Michael wrote:
What's really exciting (to me) is that the 11-pin 'blind' interface might be implemented on a little $5 Pi Zero which could (after 'blind' operations) provide 'bare metal' file system and 'bare metal' terminal functions (keyboard & video) via serial port interface. Imagine a 1/2/4/8 MHz system complete with USB keyboard, HDMI video, and SDcard file system that fits in the palm or your hand using little more than a Pi Zero, a 65C02 CPU, a 64K/128K RAM chip, a VIA chip, and an ACIA chip...
BTW it's perhaps worthwhile to comment on how the SPDT mux/demux generates /OE and /WE in the schematic in my previous post. (For reference I also posted an equivalent that doesn't use a mux/demux.) Here's an excerpt, with the area of interest highlighted.
- pullup detail.png (5.5 KiB) Viewed 2446 times
- This is NOT "open collector" logic, at least not in the usual sense. The pullup resistors are not responsible for returning /OE and /WE to the high state after the end of each cycle.
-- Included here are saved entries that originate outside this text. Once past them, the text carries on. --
//! Conversion of shortest paths into action plans.

use pathset_core::{Action, Movement, MovementVocabulary, PlanError, Position, VocabularyError};
use pathset_space::Grid;

/// The action labels an optimal agent takes along a path.
///
/// Holds `len(path) - 1` actions; action `t` moves the agent from
/// `path[t]` to `path[t + 1]`.
#[derive(Clone, Debug, PartialEq, Eq, Hash, Default)]
pub struct ActionPlan {
    actions: Vec<Action>,
}

impl ActionPlan {
    /// Number of actions.
    pub fn len(&self) -> usize {
        self.actions.len()
    }

    /// Whether the plan has no actions (start equals goal).
    pub fn is_empty(&self) -> bool {
        self.actions.is_empty()
    }

    /// The actions in order.
    pub fn actions(&self) -> &[Action] {
        &self.actions
    }

    /// Action at step `t`.
    pub fn get(&self, t: usize) -> Option<Action> {
        self.actions.get(t).copied()
    }

    /// Final action, if any.
    pub fn last(&self) -> Option<Action> {
        self.actions.last().copied()
    }

    /// Iterate over the actions.
    pub fn iter(&self) -> impl ExactSizeIterator<Item = Action> + '_ {
        self.actions.iter().copied()
    }

    /// Positions visited when executing the plan from `start`, `start`
    /// included.
    ///
    /// For a plan built from `path`, `plan.replay(vocab, path[0])`
    /// returns `path`.
    pub fn replay(
        &self,
        vocab: &MovementVocabulary,
        start: Position,
    ) -> Result<Vec<Position>, VocabularyError> {
        let mut positions = Vec::with_capacity(self.actions.len() + 1);
        let mut pos = start;
        positions.push(pos);
        for &action in &self.actions {
            pos = vocab.movement_of(action)?.apply(pos);
            positions.push(pos);
        }
        Ok(positions)
    }

    /// Consume the plan, returning its actions.
    pub fn into_vec(self) -> Vec<Action> {
        self.actions
    }
}

impl<'a> IntoIterator for &'a ActionPlan {
    type Item = &'a Action;
    type IntoIter = std::slice::Iter<'a, Action>;

    fn into_iter(self) -> Self::IntoIter {
        self.actions.iter()
    }
}

/// Label every step of `path` with its action.
///
/// # Errors
///
/// - [`PlanError::EmptyPath`] if `path` has no positions.
/// - [`PlanError::MalformedPath`] if two consecutive positions are not one
///   unit movement apart.
///
/// # Examples
///
/// ```
/// use pathset_core::{Action, MovementVocabulary, Position};
/// use pathset_episode::plan;
///
/// let vocab = MovementVocabulary::canonical();
/// let path = [Position::new(0, 0), Position::new(1, 0), Position::new(1, 1)];
/// let actions = plan(&vocab, &path).unwrap();
///
/// // south, then east
/// assert_eq!(actions.actions(), &[Action(1), Action(3)]);
/// ```
pub fn plan(vocab: &MovementVocabulary, path: &[Position]) -> Result<ActionPlan, PlanError> {
    if path.is_empty() {
        return Err(PlanError::EmptyPath);
    }
    let actions = path
        .windows(2)
        .enumerate()
        .map(|(index, pair)| {
            let (from, to) = (pair[0], pair[1]);
            vocab
                .action_of(Movement::between(from, to))
                .map_err(|_| PlanError::MalformedPath {
                    index,
                    reason: format!("{from} -> {to} is not a unit movement"),
                })
        })
        .collect::<Result<Vec<_>, _>>()?;
    Ok(ActionPlan { actions })
}

/// [`plan`], after checking that every position of `path` is a free
/// cell of `grid`.
///
/// # Errors
///
/// Additionally returns [`PlanError::OutOfBounds`] for a position outside
/// the grid and [`PlanError::MalformedPath`] for one on a wall.
pub fn plan_in(
    vocab: &MovementVocabulary,
    grid: &Grid,
    path: &[Position],
) -> Result<ActionPlan, PlanError> {
    for (index, &position) in path.iter().enumerate() {
        if !grid.in_bounds(position) {
            return Err(PlanError::OutOfBounds {
                index,
                position,
                rows: grid.rows(),
                cols: grid.cols(),
            });
        }
        if !grid.is_free(position) {
            return Err(PlanError::MalformedPath {
                index,
                reason: format!("{position} is a wall"),
            });
        }
    }
    plan(vocab, path)
}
They are actively driven back to the high state during the delay that exists before the CPU then the mux/demux select input can respond. The pullups are only intended to keep /OE and /WE high thereafter. (We don't want them to drift low during single-step operations.) I used 2k2 pullups but a much higher value would've been OK.
- The mux/demux has, in effect, almost zero propagation delay, and that can make a big difference in some cases. Signals pass through the contacts of the SPDT "relay" as if they were a 10-ohm resistor -- almost the same as a piece of wire. (However, the select input -- the "coil" of the relay -- is subject to normal propagation delay.)
- A mux/demux can often reduce the package count in a discrete-logic design -- and that's why I used it here. It saves space, and there are fewer connections for me to hook up!